Honest Burger co-founder Philip Eeles has teamed up with recruitment specialist Abi Dunn to bring together a consortium of 20 or so mainly restaurant and bar brands to try to answer just that. Their This.Is.Pineapple project is collecting quarterly data to begin benchmarking job tenure, staff turnover, including 90-day turnover, and pay, among other things.

It will be interesting to see which emerge as the most significant metrics and how competition can improve company and industry-wide performance in keeping staff. If the Peach Tracker taught us anything, it’s that companies love to tell their competitors and investors when they are beating the benchmark.

Equally important will be learning what really does drive loyalty and retention among front-line teams. Is it pay, scheduling, flexibility, training or just having an understanding and encouraging GM - or all of those?

Pay is the issue that is not going away. Too many people, including senior politicians, still see hospitality as a low wage environment.
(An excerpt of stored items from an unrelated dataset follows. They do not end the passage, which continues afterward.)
use axum::{
    extract::{Form, State},
    response::Html,
};

use std::sync::Arc;

use crate::config::Config;
use crate::models::capacity::CalculatorForm;
use crate::services::calculator_service::{self, FormState};
use crate::services::irradiance_table::IrradianceTable;
use crate::views::form_page;

/// GET /
/// Empty calculator with the configured defaults.
pub async fn show_form(State(config): State<Arc<Config>>) -> Html<String> {
    let defaults = config.calculator_defaults();
    Html(form_page::render(&FormState::initial(&defaults)))
}

/// POST /
/// Recompute from the submitted fields and render the page with the result.
pub async fn submit_form(
    State(table): State<&'static IrradianceTable>,
    State(config): State<Arc<Config>>,
    Form(form): Form<CalculatorForm>,
) -> Html<String> {
    let outcome = calculator_service::submit_form(&form, table, config.losses);
    tracing::info!(
        city = ?outcome.city,
        month = ?outcome.month,
        irradiance = outcome.solar_irradiance,
        result = outcome.result.as_deref().unwrap_or_default(),
        "form submitted"
    );
    Html(form_page::render(&outcome))
}
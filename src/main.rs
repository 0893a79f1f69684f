mod routes;
mod controllers;
mod services;
mod models;
mod views;
mod api_docs;
mod shared_state;
mod config;
mod error;

use std::net::{IpAddr, SocketAddr};
use std::path::PathBuf;

use axum::{Router, routing::get, response::Html};
use clap::Parser;
use tower_http::cors::CorsLayer;
use tower_http::services::ServeDir;
use tower_http::trace::TraceLayer;
use tracing::{error, info};
use utoipa::OpenApi;
use utoipa_scalar::Scalar;

use crate::api_docs::ApiDoc;
use crate::config::Config;
use crate::routes::calculator_routes::{api_routes, form_routes};
use crate::shared_state::SharedState;

#[derive(Parser)]
#[command(author, version, about = "Size a PV array for a solar water pump", long_about = None)]
struct Opt {
    /// JSON configuration file; built-in defaults are used when it is absent
    #[arg(long, default_value = "config.json")]
    config: PathBuf,
    /// Port to listen on, overriding the configuration file
    #[arg(long)]
    port: Option<u16>,
}

fn app(state: SharedState) -> Router {
    let static_dir = state.config.static_dir.clone();
    Router::new()
        .merge(form_routes(state.clone()))
        .nest("/api", api_routes(state))
        .route("/scalar", get(|| async {
            Html(Scalar::new(ApiDoc::openapi()).to_html())
        }))
        .fallback_service(ServeDir::new(static_dir))
        .layer(TraceLayer::new_for_http())
        .layer(CorsLayer::permissive())
}

#[tokio::main]
async fn main() {
    // Initialize tracing (respects RUST_LOG env var)
    tracing_subscriber::fmt()
        .with_env_filter(
            tracing_subscriber::EnvFilter::try_from_default_env()
                .unwrap_or_else(|_| tracing_subscriber::EnvFilter::new("info")),
        )
        .init();

    let opts = Opt::parse();

    // 1. Load configuration
    let mut config = match Config::load_or_default(&opts.config) {
        Ok(c) => c,
        Err(e) => {
            error!("{}", e);
            return;
        }
    };
    if let Some(port) = opts.port {
        config.server.port = port;
    }
    info!(
        "Configuration loaded: defaults {} CV / {} h, losses AC {} DC {} inverter {}",
        config.defaults.pump_power_cv,
        config.defaults.operation_hours,
        config.losses.ac_loss,
        config.losses.dc_loss,
        config.losses.inverter_efficiency
    );

    let host: IpAddr = match config.server.host.parse() {
        Ok(h) => h,
        Err(e) => {
            error!("Invalid server.host {:?}: {}", config.server.host, e);
            return;
        }
    };
    let addr = SocketAddr::new(host, config.server.port);

    // 2. Shared state + router
    let app = app(SharedState::new(config));

    info!("Calculator listening on http://{}", addr);
    info!("Scalar UI: http://{}/scalar", addr);

    // 3. Serve
    if let Err(e) = axum_server::bind(addr).serve(app.into_make_service()).await {
        error!("HTTP server error: {}", e);
    }
}
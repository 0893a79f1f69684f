use utoipa::OpenApi;
use crate::controllers::calculator_controller;
use crate::models::{capacity, irradiance};

#[derive(OpenApi)]
#[openapi(
    paths(
        calculator_controller::list_cities,
        calculator_controller::list_months,
        calculator_controller::get_irradiance,
        calculator_controller::get_irradiance_table,
        calculator_controller::get_defaults,
        calculator_controller::calculate_capacity
    ),
    components(
        schemas(
            irradiance::City,
            irradiance::Month,
            irradiance::IrradianceResponse,
            irradiance::IrradianceRow,
            irradiance::IrradianceCell,
            capacity::LossFactors,
            capacity::CapacityRequest,
            capacity::CapacityResponse,
            capacity::CapacityBreakdown,
            capacity::CalculatorDefaults
        )
    ),
    tags(
        (name = "pv-capacity-calculator", description = "PV array sizing for solar water pumping")
    )
)]
pub struct ApiDoc;

#[cfg(test)]
mod tests {
    use super::*;

    #[test]
    fn every_api_route_is_documented() {
        let doc = ApiDoc::openapi();
        for path in [
            "/api/cities",
            "/api/months",
            "/api/irradiance",
            "/api/irradiance/table",
            "/api/defaults",
            "/api/capacity",
        ] {
            assert!(doc.paths.paths.contains_key(path), "missing {}", path);
        }
    }
}
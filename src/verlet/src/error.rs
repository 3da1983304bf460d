use std::fmt;

/// Contract violations at the public seams. Degenerate numerics
/// (coincident particles, non-positive mass or radius) are not errors;
/// they propagate as non-finite positions.
#[derive(Debug, Clone, PartialEq, Eq)]
pub enum PhysicsError {
	/// Tick loop started or driven without a drawing surface attached.
	SurfaceMissing,
	/// Link endpoint index outside the particle store.
	LinkOutOfBounds { index: usize, count: usize },
	/// Link with both endpoints on the same particle.
	LinkSelfReference { index: usize },
}

impl fmt::Display for PhysicsError {
	fn fmt(&self, f: &mut fmt::Formatter<'_>) -> fmt::Result {
		match self {
			PhysicsError::SurfaceMissing => {
				write!(f, "no drawing surface attached")
			}
			PhysicsError::LinkOutOfBounds { index, count } => {
				write!(
					f,
					"link endpoint {} out of bounds (particle count {})",
					index, count
				)
			}
			PhysicsError::LinkSelfReference { index } => {
				write!(f, "link endpoints both reference particle {}", index)
			}
		}
	}
}

impl std::error::Error for PhysicsError {}
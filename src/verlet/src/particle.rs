use crate::V2;
use protocol::surface::Color;

const FREE_COLOR: Color = Color::rgb(0xe8, 0xe8, 0xe8);
const ANCHOR_COLOR: Color = Color::rgb(0xd9, 0x4f, 0x4f);

#[derive(Clone, Copy, PartialEq, Debug)]
pub enum Kind {
	Free,
	/// Excluded from dynamics, carries its fixed attachment point.
	Anchored(V2),
}

#[derive(Clone, Debug)]
pub struct Particle {
	pub pos: V2,
	pub ppos: V2,
	pub accel: V2,
	pub radius: f64,
	pub mass: f64,
	pub kind: Kind,
}

impl Particle {
	pub fn new(pos: V2, radius: f64, mass: f64) -> Self {
		Self {
			pos,
			ppos: pos,
			accel: V2::zeros(),
			radius,
			mass,
			kind: Kind::Free,
		}
	}

	/// Anchor at `pos`. Mass and radius are cosmetic for this kind;
	/// inf keeps the mass out of any weighted split by accident.
	pub fn anchored(pos: V2, radius: f64) -> Self {
		Self {
			pos,
			ppos: pos,
			accel: V2::zeros(),
			radius,
			mass: f64::INFINITY,
			kind: Kind::Anchored(pos),
		}
	}

	pub fn is_anchored(&self) -> bool {
		matches!(self.kind, Kind::Anchored(_))
	}

	/// Accumulate acceleration for the current substep. Additive across
	/// calls; the integrate step consumes and clears it.
	pub fn accelerate(&mut self, a: V2) {
		self.accel += a;
	}

	/// Implicit velocity of the last committed substep.
	pub fn velocity(&self) -> V2 {
		self.pos - self.ppos
	}

	/// Commit step. Free particles take a Stormer-Verlet step from the
	/// accumulated acceleration; anchored particles snap back to their
	/// anchor, undoing any constraint nudge applied earlier in the
	/// substep.
	pub fn integrate(&mut self, dt: f64) {
		match self.kind {
			Kind::Anchored(anchor) => {
				self.pos = anchor;
				self.ppos = anchor;
				self.accel = V2::zeros();
			}
			Kind::Free => {
				let ppos = self.pos;
				let dp = self.pos - self.ppos + self.accel * dt * dt;
				self.pos += dp;
				self.ppos = ppos;
				self.accel = V2::zeros();
			}
		}
	}

	pub fn color(&self) -> Color {
		match self.kind {
			Kind::Anchored(_) => ANCHOR_COLOR,
			Kind::Free => FREE_COLOR,
		}
	}
}
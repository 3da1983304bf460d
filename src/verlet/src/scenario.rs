use std::f64::consts::PI;

use crate::link::Link;
use crate::particle::Particle;
use crate::V2;

pub const CHAIN_COUNT: usize = 10;
pub const CHAIN_REST_LEN: f64 = 100.;
pub const ROPE_SEGMENTS: usize = 9;
pub const ROPE_REST_LEN: f64 = 50.;
pub const BOB_MASS: f64 = 10000.;

const PARTICLE_RADIUS: f64 = 5.;
const PARTICLE_MASS: f64 = 1.;

#[derive(Clone, Copy, Debug, PartialEq, Eq)]
pub enum Scenario {
	/// Ten two-segment pendulums off one anchor, base angles perturbed
	/// per chain to seed divergence.
	DoublePendulums,
	/// One nine-segment rope with a heavy bob at the end.
	LongPendulum,
	/// Empty scene inside the containment circle; particles spawn on a
	/// timer while the tick loop runs.
	BoundedObjects,
}

/// Initial particles, links and flags for one scenario. Construction is
/// pure; the world installs the model and owns it from there.
#[derive(Default)]
pub struct ScenarioModel {
	pub particles: Vec<Particle>,
	pub links: Vec<Link>,
	pub bounded: bool,
	pub collisions: bool,
}

impl Scenario {
	pub fn build(&self, anchor: V2) -> ScenarioModel {
		match self {
			Scenario::DoublePendulums => ScenarioModel::double_pendulums(anchor),
			Scenario::LongPendulum => ScenarioModel::long_pendulum(anchor),
			Scenario::BoundedObjects => ScenarioModel::bounded_objects(),
		}
	}
}

impl ScenarioModel {
	pub fn double_pendulums(anchor: V2) -> Self {
		let mut particles = vec![Particle::anchored(anchor, PARTICLE_RADIUS)];
		let mut links = vec![];
		for i in 0..CHAIN_COUNT {
			// tiny per-chain offset, enough to break symmetry
			let angle = i as f64 * PI / 10000. / CHAIN_COUNT as f64;
			let dir = V2::new(angle.cos(), angle.sin());
			let elbow = particles.len();
			particles.push(Particle::new(
				anchor + dir * CHAIN_REST_LEN,
				PARTICLE_RADIUS,
				PARTICLE_MASS,
			));
			particles.push(Particle::new(
				anchor + dir * (2. * CHAIN_REST_LEN),
				PARTICLE_RADIUS,
				PARTICLE_MASS,
			));
			links.push(Link::new(0, elbow, CHAIN_REST_LEN));
			links.push(Link::new(elbow, elbow + 1, CHAIN_REST_LEN));
		}
		Self {
			particles,
			links,
			bounded: false,
			collisions: false,
		}
	}

	pub fn long_pendulum(anchor: V2) -> Self {
		let mut particles = vec![Particle::anchored(anchor, PARTICLE_RADIUS)];
		let mut links = vec![];
		for i in 1..=ROPE_SEGMENTS {
			particles.push(Particle::new(
				anchor + V2::new(i as f64 * ROPE_REST_LEN, 0.),
				PARTICLE_RADIUS,
				PARTICLE_MASS,
			));
			links.push(Link::new(i - 1, i, ROPE_REST_LEN));
		}
		// heavy bob at the free end
		particles.last_mut().unwrap().mass = BOB_MASS;
		Self {
			particles,
			links,
			bounded: false,
			collisions: false,
		}
	}

	pub fn bounded_objects() -> Self {
		Self {
			bounded: true,
			collisions: true,
			..Default::default()
		}
	}
}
When hearing sector leaders complain about the living wage and a highly-likely ban on zero-hours contracts, it is perhaps not surprising.

As is often the case, looking to what Wetherspoon’s does may not be a bad idea. When the high-street pub group came under attack recently from TUC head Paul Nowak as an “anti-union employer” that has built its business model on “low-paid, insecure employment”, chairman Sir Tim Martin hit back in his usual robust manner.

While deriding Nowak’s comments as “completely inaccurate and unjustified”, Sir Tim pointed out that staff retention was at its highest ever level, with 11,066 of the company’s 42,854 staff having worked there for five years or more, with 3,895 having worked for 10 years and 632 for 20. 

Also 15,778 employees were shareholders, and for the first six months of this year, £21.2m was paid in bonus and shares – with 99% going to staff below board level and 89.6% to staff working in pubs. Since 2007, £504m had been paid to employees in free shares and bonus (around 55% of company profits). You get the picture.

Perhaps most pertinently, he said all staff were offered guaranteed minimum hours contracts, 96.9% of which had accepted them.

If staff loyalty and well-being are so important that they are worth measuring, perhaps more operators should ditch zero-hours contracts now before legislation bans them, and introduce minimum hours - and see how much that improves staff goodwill. 

How companies treat their teams will perhaps be the big differentiator - and correlating all the increasing data about teams, customers and sales will prove the adage that happy, high performing staff, make happy, high-spending customers, that keep the tills ringing. So, how they measure and compete on that data will become even more important.

This article first appeared in MCA in July 2024.